What are Money-Weighted Returns? (These are sometimes called Dollar-Weighted Returns.) A money-weighted return includes the effect of the timing of investment inflows and outflows during a year. The calculated return rate for an account recognizes that the amount you invested changed during the year and that each new increment of investment changed at a different rate and different length of time than for the whole year. It’s your personal return rate – combining those changes – that you experienced. This return will generally will differ from the time-weighted return.

 

Here’s an example: in our example year, the time-weighted annual return is 0%. You start with $1,000 and with no additions or withdrawals you wind up with $1,000. Daily returns compounded to +10% return for the first six months; returns compounded to -11.1% for the last six months.
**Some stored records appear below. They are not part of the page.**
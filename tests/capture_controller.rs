//! End-to-end lifecycle of the capture controller against the simulated camera

use std::sync::atomic::{AtomicU32, Ordering};
use std::sync::Arc;
use std::time::Duration;

use camgate::capture::{CaptureController, PixelFormat, SessionState, StreamCapability};
use camgate::device::simulated::{SimulatedCamera, PADDING_BYTE};
use camgate::device::{DeviceIdentifier, SimulatedDriver};
use camgate::permission::{
    PermissionBackend, PermissionGate, PermissionKind, PermissionResponder, SimulatedOutcome,
    SimulatedPermissions,
};
use camgate::{CameraError, Config};
use tokio::sync::oneshot;

fn small_camera() -> SimulatedCamera {
    SimulatedCamera {
        capabilities: vec![
            StreamCapability {
                width: 320,
                height: 240,
                format: PixelFormat::Rgba32,
            },
            StreamCapability {
                width: 640,
                height: 480,
                format: PixelFormat::Rgba32,
            },
        ],
        row_padding: 48,
        ..Default::default()
    }
}

fn build_controller(camera: SimulatedCamera, permissions: SimulatedPermissions) -> (CaptureController, SimulatedDriver) {
    let driver = SimulatedDriver::new(camera);
    let gate = PermissionGate::new(Arc::new(permissions));
    let controller = CaptureController::new(Arc::new(driver.clone()), gate, &Config::default());
    (controller, driver)
}

fn start(controller: &CaptureController) -> Result<oneshot::Receiver<bool>, CameraError> {
    let (tx, rx) = oneshot::channel();
    controller.start(DeviceIdentifier::Main, 640, 480, move |ok| {
        let _ = tx.send(ok);
    })?;
    Ok(rx)
}

#[tokio::test(start_paused = true)]
async fn capture_delivers_packed_frames() {
    let (controller, driver) = build_controller(small_camera(), SimulatedPermissions::granting());
    assert!(!controller.is_connected());
    assert!(controller.latest_decoded_frame().is_none());

    let started = start(&controller).unwrap();
    assert!(started.await.unwrap());
    assert!(controller.is_connected());

    let frames = controller.subscribe();
    let frame = tokio::time::timeout(Duration::from_secs(1), frames.recv_async())
        .await
        .unwrap()
        .unwrap();
    assert_eq!((frame.width, frame.height), (640, 480));
    assert_eq!(frame.data.len(), 640 * 480 * 4);
    assert!(!frame.data.contains(&PADDING_BYTE));
    assert_eq!(frame.row(5), Some(&[5u8; 640 * 4][..]));

    let latest = controller.latest_decoded_frame().unwrap();
    assert!(latest.sequence >= frame.sequence);

    controller.stop().await;
    assert!(!controller.is_connected());
    assert_eq!(controller.state(), SessionState::Idle);
    let stats = driver.stats();
    assert_eq!(stats.callback_clears, 1);
    assert_eq!(stats.live_handles, 0);
}

#[tokio::test(start_paused = true)]
async fn second_start_while_initializing_is_rejected() {
    let permissions = SimulatedPermissions::new(SimulatedOutcome::Grant, Duration::from_secs(3));
    let (controller, driver) = build_controller(small_camera(), permissions);

    let first = start(&controller).unwrap();
    assert!(controller.state().is_initializing());

    let (tx, rx) = oneshot::channel();
    let second = controller.start(DeviceIdentifier::ComputerVision, 320, 240, move |ok| {
        let _ = tx.send(ok);
    });
    assert_eq!(second.unwrap_err(), CameraError::AlreadyInitializing);
    assert!(!rx.await.unwrap());
    assert!(controller.state().is_initializing());

    assert!(first.await.unwrap());
    assert!(controller.is_connected());
    assert_eq!(driver.stats().connects, 1);
    controller.stop().await;
}

#[tokio::test(start_paused = true)]
async fn denied_permission_reports_failure() {
    let permissions = SimulatedPermissions::new(SimulatedOutcome::DenyPermanently, Duration::from_secs(1));
    let (controller, driver) = build_controller(small_camera(), permissions);

    assert!(!start(&controller).unwrap().await.unwrap());
    assert_eq!(controller.state(), SessionState::Idle);
    assert!(!controller.is_connected());
    assert_eq!(driver.stats().connects, 0);
}

#[tokio::test(start_paused = true)]
async fn stop_abandons_pending_permission() {
    let permissions = SimulatedPermissions::new(SimulatedOutcome::Ignore, Duration::ZERO);
    let (controller, driver) = build_controller(small_camera(), permissions);

    let started = start(&controller).unwrap();
    tokio::time::sleep(Duration::from_secs(30)).await;
    assert_eq!(controller.state(), SessionState::RequestingPermission);

    controller.stop().await;
    assert!(!started.await.unwrap());
    assert_eq!(controller.state(), SessionState::Idle);
    assert_eq!(driver.stats().availability_checks, 0);
}

#[tokio::test(start_paused = true)]
async fn start_while_capturing_is_a_success() {
    let (controller, driver) = build_controller(small_camera(), SimulatedPermissions::granting());
    assert!(start(&controller).unwrap().await.unwrap());
    assert!(start(&controller).unwrap().await.unwrap());
    assert_eq!(driver.stats().connects, 1);
    controller.stop().await;
}

#[tokio::test(start_paused = true)]
async fn stop_when_idle_touches_nothing() {
    let (controller, driver) = build_controller(small_camera(), SimulatedPermissions::granting());
    controller.stop().await;
    controller.stop().await;
    assert_eq!(driver.stats().callback_clears, 0);
    assert_eq!(driver.stats().disconnects, 0);
}

#[tokio::test(start_paused = true)]
async fn dropping_the_controller_releases_the_device() {
    let (controller, driver) = build_controller(small_camera(), SimulatedPermissions::granting());
    assert!(start(&controller).unwrap().await.unwrap());
    assert_eq!(driver.stats().live_handles, 1);

    drop(controller);
    tokio::time::sleep(Duration::from_millis(50)).await;
    assert_eq!(driver.stats().live_handles, 0);
    assert_eq!(driver.stats().disconnects, 1);
}

#[tokio::test(start_paused = true)]
async fn dropping_mid_start_reports_failure_and_stops_polling() {
    let camera = SimulatedCamera {
        available_after: None,
        ..small_camera()
    };
    let (controller, driver) = build_controller(camera, SimulatedPermissions::granting());

    let started = start(&controller).unwrap();
    tokio::time::sleep(Duration::from_millis(3500)).await;
    assert_eq!(controller.state(), SessionState::AwaitingDeviceAvailability);
    let checks = driver.stats().availability_checks;
    assert!(checks > 0);

    drop(controller);
    assert!(!started.await.unwrap());

    tokio::time::sleep(Duration::from_secs(20)).await;
    let stats = driver.stats();
    assert_eq!(stats.availability_checks, checks);
    assert_eq!(stats.connects, 0);
}

/// Denies the first request and grants every later one
#[derive(Default)]
struct DenyOnce {
    requests: AtomicU32,
}

impl PermissionBackend for DenyOnce {
    fn check(&self, _kind: PermissionKind) -> bool {
        false
    }

    fn request(&self, _kind: PermissionKind, responder: PermissionResponder) {
        if self.requests.fetch_add(1, Ordering::SeqCst) == 0 {
            responder.denied();
        } else {
            responder.granted();
        }
    }
}

/// Log sink that stalls on the transition back to idle
struct StallOnIdle;

impl std::io::Write for StallOnIdle {
    fn write(&mut self, buf: &[u8]) -> std::io::Result<usize> {
        if buf.windows(7).any(|w| w == b"-> Idle") {
            std::thread::sleep(Duration::from_millis(20));
        }
        Ok(buf.len())
    }

    fn flush(&mut self) -> std::io::Result<()> {
        Ok(())
    }
}

#[tokio::test(flavor = "multi_thread", worker_threads = 2)]
async fn restart_right_after_failure_gets_its_own_outcome() {
    // Widens the gap between a failed start reaching Idle and its caller being told
    let _ = tracing_subscriber::fmt()
        .with_env_filter(tracing_subscriber::EnvFilter::new("camgate::capture::session=debug"))
        .with_ansi(false)
        .with_writer(|| StallOnIdle)
        .try_init();

    let driver = SimulatedDriver::new(small_camera());
    let gate = PermissionGate::new(Arc::new(DenyOnce::default()));
    let controller = CaptureController::new(Arc::new(driver.clone()), gate, &Config::default());

    let first = start(&controller).unwrap();
    while controller.state() != SessionState::Idle {
        tokio::task::yield_now().await;
    }
    let second = start(&controller).unwrap();

    let first = tokio::time::timeout(Duration::from_secs(5), first).await.unwrap();
    let second = tokio::time::timeout(Duration::from_secs(5), second).await.unwrap();
    assert!(!first.unwrap());
    assert!(second.unwrap());
    assert!(controller.is_connected());
    assert_eq!(driver.stats().connects, 1);

    controller.stop().await;
    assert_eq!(controller.state(), SessionState::Idle);
}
The total of the compounded daily returns for the year was 0%: (1 + 10%) * (1 – 11.1%) -1.

 

Let’s assume you added $200 at the six-month mark. For the first six months, your $1,000 investment grew by 10% to $1,100. You added $200 for a total of $1,300 for the start of the next six months, and then this total declined by -11.1% or by -$144.30. You wound up the year with $1,155.70. Relative to the $1,200 total you invested throughout the year, you experienced a decline of $144.30. Just dividing the two ($144.30/$1200) would tell us that we experienced about a -3.5% decline.

 

 

I won’t go into the math of how to calculate the annual money-weighted return rate for this example, but the detailed calculation of money-weighted return works out to a -4.0% decline. That’s your personal return rate for the year.

 

We nest eggers don’t have to be concerned about the difference in the two: use time-weighted returns; they’re quicker and easier to find. We don’t need to be concerned about differences in the two for three reasons. The first reason is that we are only a few days off in the timing of our withdrawal for our SSA for the upcoming year. Return rates aren’t going to depart by much. I will have the 12-month returns ending November 30 on the morning of December 1. Within the next two business days I’ve sold securities to get our SSA into cash for the upcoming year – Rebalancing as I sell. I’m in perfect balance for the start of the new 12-month year at the end of those two business days. (See spreadsheet under Resources above that helps with Rebalancing.)

 

The second reason is that we are withdrawing a small percentage of the total. The smaller the percentage we withdraw (or add) during the year, the smaller the difference between the two returns.

 

The third reason: over time tiny distortions in a year are going to average out to be almost no distortion over, say, five or ten years.

 

 

Conclusion: I saw that several returns displayed on my portfolio page at Fidelity used different kinds of returns: money-weighted returns and time-weighted returns. Those terms muddled my brain. It’s easier to me to look up published time-weighted returns for my holdings to find the total return for our portfolio. I conclude it’s just fine to use those return rates in my annual calculation of our upcoming Safe Spending Amount (SSA).